◆ Work instructions: For the data that follows, state how many lines hold the string "answers", giving the number by itself.
Top of Listed records
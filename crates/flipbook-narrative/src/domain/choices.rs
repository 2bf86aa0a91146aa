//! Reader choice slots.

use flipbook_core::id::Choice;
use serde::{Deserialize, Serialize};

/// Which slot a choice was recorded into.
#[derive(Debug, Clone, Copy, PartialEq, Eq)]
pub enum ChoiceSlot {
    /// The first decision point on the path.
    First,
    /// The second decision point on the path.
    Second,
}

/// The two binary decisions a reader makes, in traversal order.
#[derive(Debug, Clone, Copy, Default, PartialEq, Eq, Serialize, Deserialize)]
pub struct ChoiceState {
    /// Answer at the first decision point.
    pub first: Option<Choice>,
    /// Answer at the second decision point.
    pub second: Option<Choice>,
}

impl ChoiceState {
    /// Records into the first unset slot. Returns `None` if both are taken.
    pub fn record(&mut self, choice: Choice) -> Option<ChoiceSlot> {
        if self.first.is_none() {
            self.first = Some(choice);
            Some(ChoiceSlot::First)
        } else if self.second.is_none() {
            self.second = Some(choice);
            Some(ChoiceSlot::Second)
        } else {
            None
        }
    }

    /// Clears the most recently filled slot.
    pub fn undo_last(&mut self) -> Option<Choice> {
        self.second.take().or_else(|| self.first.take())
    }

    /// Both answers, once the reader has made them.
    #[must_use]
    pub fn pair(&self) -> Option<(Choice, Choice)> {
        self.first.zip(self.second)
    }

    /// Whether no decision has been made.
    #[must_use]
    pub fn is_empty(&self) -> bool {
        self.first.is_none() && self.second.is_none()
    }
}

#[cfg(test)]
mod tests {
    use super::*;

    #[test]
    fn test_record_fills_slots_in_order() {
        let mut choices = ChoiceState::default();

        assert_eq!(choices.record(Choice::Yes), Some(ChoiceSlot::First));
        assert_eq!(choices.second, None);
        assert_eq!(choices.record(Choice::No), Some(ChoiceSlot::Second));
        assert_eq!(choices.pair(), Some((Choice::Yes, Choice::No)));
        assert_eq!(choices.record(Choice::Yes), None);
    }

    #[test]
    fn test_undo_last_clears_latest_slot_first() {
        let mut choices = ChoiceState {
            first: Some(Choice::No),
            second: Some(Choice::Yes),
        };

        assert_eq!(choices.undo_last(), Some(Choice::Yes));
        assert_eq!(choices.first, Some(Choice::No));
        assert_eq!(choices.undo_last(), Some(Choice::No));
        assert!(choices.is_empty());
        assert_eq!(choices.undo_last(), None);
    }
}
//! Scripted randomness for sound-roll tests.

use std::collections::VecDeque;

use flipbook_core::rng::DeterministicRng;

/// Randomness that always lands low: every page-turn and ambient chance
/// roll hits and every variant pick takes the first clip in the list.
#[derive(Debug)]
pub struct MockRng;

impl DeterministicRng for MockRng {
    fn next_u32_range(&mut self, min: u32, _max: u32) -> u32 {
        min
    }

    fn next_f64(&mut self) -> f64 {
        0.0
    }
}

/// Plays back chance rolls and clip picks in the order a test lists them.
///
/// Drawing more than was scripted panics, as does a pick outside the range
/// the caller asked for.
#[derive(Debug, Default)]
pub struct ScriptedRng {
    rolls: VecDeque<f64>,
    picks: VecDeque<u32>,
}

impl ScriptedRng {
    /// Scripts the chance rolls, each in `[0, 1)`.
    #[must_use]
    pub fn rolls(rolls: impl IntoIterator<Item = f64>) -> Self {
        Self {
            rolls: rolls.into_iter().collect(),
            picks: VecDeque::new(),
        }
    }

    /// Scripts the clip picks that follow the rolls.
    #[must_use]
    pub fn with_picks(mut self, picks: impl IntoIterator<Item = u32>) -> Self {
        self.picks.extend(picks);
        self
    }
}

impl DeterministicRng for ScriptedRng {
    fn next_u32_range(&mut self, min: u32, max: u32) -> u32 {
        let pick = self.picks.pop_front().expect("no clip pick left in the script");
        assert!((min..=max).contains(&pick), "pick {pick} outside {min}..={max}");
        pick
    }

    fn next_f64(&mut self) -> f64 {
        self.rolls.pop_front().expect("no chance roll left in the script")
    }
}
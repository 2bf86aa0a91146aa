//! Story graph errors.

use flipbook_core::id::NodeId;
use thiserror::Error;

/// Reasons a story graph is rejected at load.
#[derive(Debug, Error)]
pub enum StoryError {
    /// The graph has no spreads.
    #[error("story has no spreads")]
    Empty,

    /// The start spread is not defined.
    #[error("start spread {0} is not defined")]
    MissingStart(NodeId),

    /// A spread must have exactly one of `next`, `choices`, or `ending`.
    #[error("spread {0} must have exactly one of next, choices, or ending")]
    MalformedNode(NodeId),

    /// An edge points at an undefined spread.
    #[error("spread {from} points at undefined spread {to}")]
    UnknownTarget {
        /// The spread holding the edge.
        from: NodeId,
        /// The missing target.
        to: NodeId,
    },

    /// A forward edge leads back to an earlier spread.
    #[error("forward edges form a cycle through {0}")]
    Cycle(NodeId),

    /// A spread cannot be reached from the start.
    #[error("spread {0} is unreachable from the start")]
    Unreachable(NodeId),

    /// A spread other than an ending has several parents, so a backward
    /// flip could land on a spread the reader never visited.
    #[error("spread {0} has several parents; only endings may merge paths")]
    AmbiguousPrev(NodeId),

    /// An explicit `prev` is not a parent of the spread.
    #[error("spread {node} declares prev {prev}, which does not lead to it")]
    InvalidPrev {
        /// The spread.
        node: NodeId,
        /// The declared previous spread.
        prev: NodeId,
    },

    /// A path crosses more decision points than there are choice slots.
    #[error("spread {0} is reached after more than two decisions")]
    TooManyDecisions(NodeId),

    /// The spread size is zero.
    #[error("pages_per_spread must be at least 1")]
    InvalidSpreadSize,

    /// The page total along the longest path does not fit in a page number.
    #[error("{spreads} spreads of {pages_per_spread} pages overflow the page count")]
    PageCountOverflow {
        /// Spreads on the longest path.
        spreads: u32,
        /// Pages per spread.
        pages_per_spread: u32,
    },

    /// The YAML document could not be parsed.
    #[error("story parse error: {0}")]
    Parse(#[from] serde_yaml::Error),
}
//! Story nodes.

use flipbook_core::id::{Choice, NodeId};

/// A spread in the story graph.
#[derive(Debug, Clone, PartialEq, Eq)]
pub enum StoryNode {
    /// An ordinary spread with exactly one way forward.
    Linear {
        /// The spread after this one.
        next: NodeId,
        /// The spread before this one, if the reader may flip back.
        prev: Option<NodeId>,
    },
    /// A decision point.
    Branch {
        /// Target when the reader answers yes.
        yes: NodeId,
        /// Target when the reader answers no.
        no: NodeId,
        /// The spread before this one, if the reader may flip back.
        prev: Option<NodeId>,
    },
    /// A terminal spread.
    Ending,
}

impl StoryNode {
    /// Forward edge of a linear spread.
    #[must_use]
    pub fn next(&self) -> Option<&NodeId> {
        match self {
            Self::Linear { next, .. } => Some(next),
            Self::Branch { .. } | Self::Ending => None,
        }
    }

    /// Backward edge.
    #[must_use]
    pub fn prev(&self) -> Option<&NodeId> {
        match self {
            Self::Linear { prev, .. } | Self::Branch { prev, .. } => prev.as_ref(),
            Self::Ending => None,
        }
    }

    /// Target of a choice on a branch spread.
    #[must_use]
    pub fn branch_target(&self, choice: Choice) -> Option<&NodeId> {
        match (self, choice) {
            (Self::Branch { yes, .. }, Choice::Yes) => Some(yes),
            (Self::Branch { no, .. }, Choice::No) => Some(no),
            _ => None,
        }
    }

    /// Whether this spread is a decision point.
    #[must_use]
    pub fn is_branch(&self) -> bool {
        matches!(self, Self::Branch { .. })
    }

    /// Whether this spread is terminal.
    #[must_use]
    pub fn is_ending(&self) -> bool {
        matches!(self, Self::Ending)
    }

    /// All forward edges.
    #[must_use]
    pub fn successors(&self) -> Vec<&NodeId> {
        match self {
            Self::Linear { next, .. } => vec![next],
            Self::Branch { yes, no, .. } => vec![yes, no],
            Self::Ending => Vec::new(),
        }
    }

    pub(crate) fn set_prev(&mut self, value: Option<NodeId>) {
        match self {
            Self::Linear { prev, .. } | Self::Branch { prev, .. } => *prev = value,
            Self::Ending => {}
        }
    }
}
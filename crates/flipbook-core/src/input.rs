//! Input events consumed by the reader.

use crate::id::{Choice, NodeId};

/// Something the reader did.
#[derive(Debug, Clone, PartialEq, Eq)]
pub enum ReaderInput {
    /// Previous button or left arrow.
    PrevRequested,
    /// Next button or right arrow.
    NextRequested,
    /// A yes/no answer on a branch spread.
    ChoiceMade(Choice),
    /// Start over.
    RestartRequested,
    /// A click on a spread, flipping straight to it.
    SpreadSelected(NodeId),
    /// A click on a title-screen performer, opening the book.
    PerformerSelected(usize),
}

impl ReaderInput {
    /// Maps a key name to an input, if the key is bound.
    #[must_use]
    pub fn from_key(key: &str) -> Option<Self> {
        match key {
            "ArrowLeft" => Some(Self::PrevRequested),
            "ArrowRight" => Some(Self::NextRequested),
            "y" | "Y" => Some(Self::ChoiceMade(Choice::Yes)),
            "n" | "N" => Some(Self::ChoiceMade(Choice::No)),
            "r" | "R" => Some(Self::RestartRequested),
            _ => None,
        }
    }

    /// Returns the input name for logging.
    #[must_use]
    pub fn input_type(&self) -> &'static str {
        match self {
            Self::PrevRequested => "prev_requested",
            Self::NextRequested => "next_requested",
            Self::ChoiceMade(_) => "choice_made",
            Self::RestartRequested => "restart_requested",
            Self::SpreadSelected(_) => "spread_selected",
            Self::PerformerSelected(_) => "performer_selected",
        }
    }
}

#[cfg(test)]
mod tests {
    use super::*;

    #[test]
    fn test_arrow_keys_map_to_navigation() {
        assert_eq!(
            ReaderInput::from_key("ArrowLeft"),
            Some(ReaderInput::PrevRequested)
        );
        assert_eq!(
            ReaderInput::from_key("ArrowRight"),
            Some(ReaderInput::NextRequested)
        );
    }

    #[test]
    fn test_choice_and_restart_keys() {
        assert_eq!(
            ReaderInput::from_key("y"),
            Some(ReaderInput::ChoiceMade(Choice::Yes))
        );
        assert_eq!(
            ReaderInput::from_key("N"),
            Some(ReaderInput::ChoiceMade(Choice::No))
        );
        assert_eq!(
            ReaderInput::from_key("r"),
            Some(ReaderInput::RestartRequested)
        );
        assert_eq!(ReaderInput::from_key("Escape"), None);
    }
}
Bottom of Listed records
◆ Task answer: 3